-- Source material follows --

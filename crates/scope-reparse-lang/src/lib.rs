#![warn(missing_docs)]
//! `scope-reparse-lang` - data-driven lexical configuration for `scope-reparse`.
//!
//! This crate intentionally stays lightweight and does **not** contain a lexer. It provides
//! small structs describing the handful of lexical features the scope re-parser needs to
//! track across lines: comments, quoted literals, multi-line strings and scope braces.

/// Comment tokens/config for a given language.
#[derive(Debug, Clone, PartialEq, Eq, Default)]
pub struct CommentConfig {
    /// Line comment token (e.g. `//`, `#`).
    pub line: Option<String>,
    /// Block comment start token (e.g. `/*`).
    pub block_start: Option<String>,
    /// Block comment end token (e.g. `*/`).
    pub block_end: Option<String>,
}

impl CommentConfig {
    /// Create a config that supports only line comments.
    pub fn line(token: impl Into<String>) -> Self {
        Self {
            line: Some(token.into()),
            block_start: None,
            block_end: None,
        }
    }

    /// Create a config that supports only block comments.
    pub fn block(start: impl Into<String>, end: impl Into<String>) -> Self {
        Self {
            line: None,
            block_start: Some(start.into()),
            block_end: Some(end.into()),
        }
    }

    /// Create a config that supports both line and block comments.
    pub fn line_and_block(
        line: impl Into<String>,
        block_start: impl Into<String>,
        block_end: impl Into<String>,
    ) -> Self {
        Self {
            line: Some(line.into()),
            block_start: Some(block_start.into()),
            block_end: Some(block_end.into()),
        }
    }

    /// Line comment token, if configured and non-empty.
    pub fn line_token(&self) -> Option<&str> {
        self.line.as_deref().filter(|s| !s.is_empty())
    }

    /// Block comment `(start, end)` tokens, if both are configured and non-empty.
    pub fn block_tokens(&self) -> Option<(&str, &str)> {
        let start = self.block_start.as_deref().filter(|s| !s.is_empty())?;
        let end = self.block_end.as_deref().filter(|s| !s.is_empty())?;
        Some((start, end))
    }

    /// Returns `true` if a line comment token is configured.
    pub fn has_line(&self) -> bool {
        self.line_token().is_some()
    }

    /// Returns `true` if both block comment tokens are configured.
    pub fn has_block(&self) -> bool {
        self.block_tokens().is_some()
    }
}

/// Lexical description of a language, as far as scope highlighting is concerned.
///
/// Only constructs that change how *following* characters are interpreted matter here:
/// anything that can hide a scope brace (comments, literals) and the braces themselves.
#[derive(Debug, Clone, PartialEq, Eq)]
pub struct LanguageConfig {
    /// Comment tokens.
    pub comments: CommentConfig,
    /// Single-line literal delimiters (e.g. `"` and `'`). A literal left open at the end of a
    /// line is closed implicitly.
    pub quotes: Vec<char>,
    /// Escape character inside literals (e.g. `\`).
    pub escape: Option<char>,
    /// Delimiter of a literal that may span lines (e.g. Java text blocks, `"""`).
    pub multiline_string: Option<String>,
    /// Character opening a nested scope.
    pub scope_open: char,
    /// Character closing a nested scope.
    pub scope_close: char,
}

impl LanguageConfig {
    /// Java: `//` and `/* */` comments, `"`/`'` literals, `"""` text blocks, `{}` scopes.
    pub fn java() -> Self {
        Self {
            comments: CommentConfig::line_and_block("//", "/*", "*/"),
            quotes: vec!['"', '\''],
            escape: Some('\\'),
            multiline_string: Some("\"\"\"".to_string()),
            scope_open: '{',
            scope_close: '}',
        }
    }

    /// C-family languages (C, C++, C#, JavaScript without template literals).
    pub fn c_family() -> Self {
        Self {
            multiline_string: None,
            ..Self::java()
        }
    }

    /// Multi-line string delimiter, if configured and non-empty.
    pub fn multiline_string_token(&self) -> Option<&str> {
        self.multiline_string.as_deref().filter(|s| !s.is_empty())
    }

    /// Length (in chars) of the longest multi-char token this config recognizes.
    ///
    /// A lexer that scans a bounded window of a line needs this many characters of
    /// lookahead (minus one) to never split a token at the window edge.
    pub fn max_token_len(&self) -> usize {
        let block = self.comments.block_tokens();
        [
            self.comments
                .line_token()
                .map_or(0, |token| token.chars().count()),
            block.map_or(0, |(start, _)| start.chars().count()),
            block.map_or(0, |(_, end)| end.chars().count()),
            self.multiline_string_token()
                .map_or(0, |token| token.chars().count()),
            // An escape consumes the escaped character too.
            if self.escape.is_some() { 2 } else { 1 },
        ]
        .into_iter()
        .max()
        .unwrap_or(1)
    }
}

impl Default for LanguageConfig {
    fn default() -> Self {
        Self::java()
    }
}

-- Source material concluded --

How to complete this task
Using the entries above, copy out all lines that contain the string "braces".

Solution to this exercise
//! track across lines: comments, quoted literals, multi-line strings and scope braces.
/// anything that can hide a scope brace (comments, literals) and the braces themselves.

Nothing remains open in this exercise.